**What is expected:**
Which lines of the data include the string "best"? List them all.

══════════

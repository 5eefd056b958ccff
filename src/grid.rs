//! Spatial grid aggregation.
//!
//! The distance map is cut into `size x size` equal cells. With
//! `(width, height) = map.dim()` (note: `width` is the *row* count here),
//! `w_n = width / size` and `h_n = height / size`:
//!
//! - cell `(i, j)` covers rows `[i*w_n, (i+1)*w_n)` and columns
//!   `[j*h_n, (j+1)*h_n)`;
//! - rows and columns left over by the integer division belong to no cell;
//! - the sample for cell `(i, j)` is the single pixel at
//!   `x = j*h_n + h_n/2`, `y = i*w_n + w_n/2` (column, row).
//!
//! Downstream consumers depend on this exact slicing, remainder loss included.
//!
//! Cell means accumulate in `f64` and round to `f32` once. This can differ in
//! the last bit from a mean accumulated in `f32` (pairwise or sequential),
//! but it does not depend on summation order and is exact for uniform cells.

use anyhow::{anyhow, Result};
use ndarray::s;
use serde::Serialize;

use crate::depth::DistanceMap;
use crate::DEFAULT_GRID_SIZE;

/// Distance read at a cell's centre pixel.
#[derive(Clone, Copy, Debug, PartialEq, Serialize)]
pub struct SamplePoint {
    /// Column.
    pub x: usize,
    /// Row.
    pub y: usize,
    pub distance_m: f32,
}

/// Rows/columns spanned by one cell. End bounds are exclusive.
#[derive(Clone, Copy, Debug, PartialEq, Eq, Serialize)]
pub struct CellBounds {
    pub row_start: usize,
    pub row_end: usize,
    pub col_start: usize,
    pub col_end: usize,
}

/// Output of one aggregation pass.
#[derive(Clone, Debug, PartialEq, Serialize)]
pub struct GridSummary {
    pub size: usize,
    /// Samples in row-major cell order.
    pub samples: Vec<SamplePoint>,
    /// Mean distance per cell, `cells[i][j]`.
    pub cells: Vec<Vec<f32>>,
    /// Row step (`w_n`).
    pub row_step: usize,
    /// Column step (`h_n`).
    pub col_step: usize,
}

impl GridSummary {
    pub fn bounds(&self, i: usize, j: usize) -> CellBounds {
        CellBounds {
            row_start: i * self.row_step,
            row_end: (i + 1) * self.row_step,
            col_start: j * self.col_step,
            col_end: (j + 1) * self.col_step,
        }
    }

    /// Smallest cell mean and its `(i, j)`.
    pub fn nearest_cell(&self) -> Option<(usize, usize, f32)> {
        let mut best: Option<(usize, usize, f32)> = None;
        for (i, row) in self.cells.iter().enumerate() {
            for (j, &d) in row.iter().enumerate() {
                if best.map_or(true, |(_, _, b)| d < b) {
                    best = Some((i, j, d));
                }
            }
        }
        best
    }

    /// A map of `shape` where every cell's pixels hold its mean. Pixels
    /// outside every cell are zero.
    pub fn region_map(&self, shape: (usize, usize)) -> DistanceMap {
        let mut map = DistanceMap::zeros(shape);
        for i in 0..self.size {
            for j in 0..self.size {
                let b = self.bounds(i, j);
                map.slice_mut(s![b.row_start..b.row_end, b.col_start..b.col_end])
                    .fill(self.cells[i][j]);
            }
        }
        map
    }
}

/// Partitions distance maps into a fixed grid.
#[derive(Clone, Copy, Debug, PartialEq, Eq)]
pub struct GridAggregator {
    size: usize,
}

impl Default for GridAggregator {
    fn default() -> Self {
        Self {
            size: DEFAULT_GRID_SIZE,
        }
    }
}

impl GridAggregator {
    pub fn new(size: usize) -> Result<Self> {
        if size == 0 {
            return Err(anyhow!("grid size must be > 0"));
        }
        Ok(Self { size })
    }

    pub fn size(&self) -> usize {
        self.size
    }

    /// Compute cell means and centre samples.
    ///
    /// Fails when the map is too small to give every cell at least one pixel.
    pub fn aggregate(&self, distance: &DistanceMap) -> Result<GridSummary> {
        let (width, height) = distance.dim();
        let w_n = width / self.size;
        let h_n = height / self.size;
        if w_n == 0 || h_n == 0 {
            return Err(anyhow!(
                "distance map {}x{} is too small for a {}x{} grid",
                height,
                width,
                self.size,
                self.size
            ));
        }

        let mut samples = Vec::with_capacity(self.size * self.size);
        let mut cells = Vec::with_capacity(self.size);
        for i in 0..self.size {
            let mut row = Vec::with_capacity(self.size);
            for j in 0..self.size {
                let x = j * h_n + h_n / 2;
                let y = i * w_n + w_n / 2;
                samples.push(SamplePoint {
                    x,
                    y,
                    distance_m: distance[[y, x]],
                });

                let cell = distance.slice(s![i * w_n..(i + 1) * w_n, j * h_n..(j + 1) * h_n]);
                let sum: f64 = cell.iter().map(|&v| v as f64).sum();
                row.push((sum / cell.len() as f64) as f32);
            }
            cells.push(row);
        }

        Ok(GridSummary {
            size: self.size,
            samples,
            cells,
            row_step: w_n,
            col_step: h_n,
        })
    }
}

══════════

**Finished task:**
        let mut best: Option<(usize, usize, f32)> = None;
                if best.map_or(true, |(_, _, b)| d < b) {
                    best = Some((i, j, d));
        best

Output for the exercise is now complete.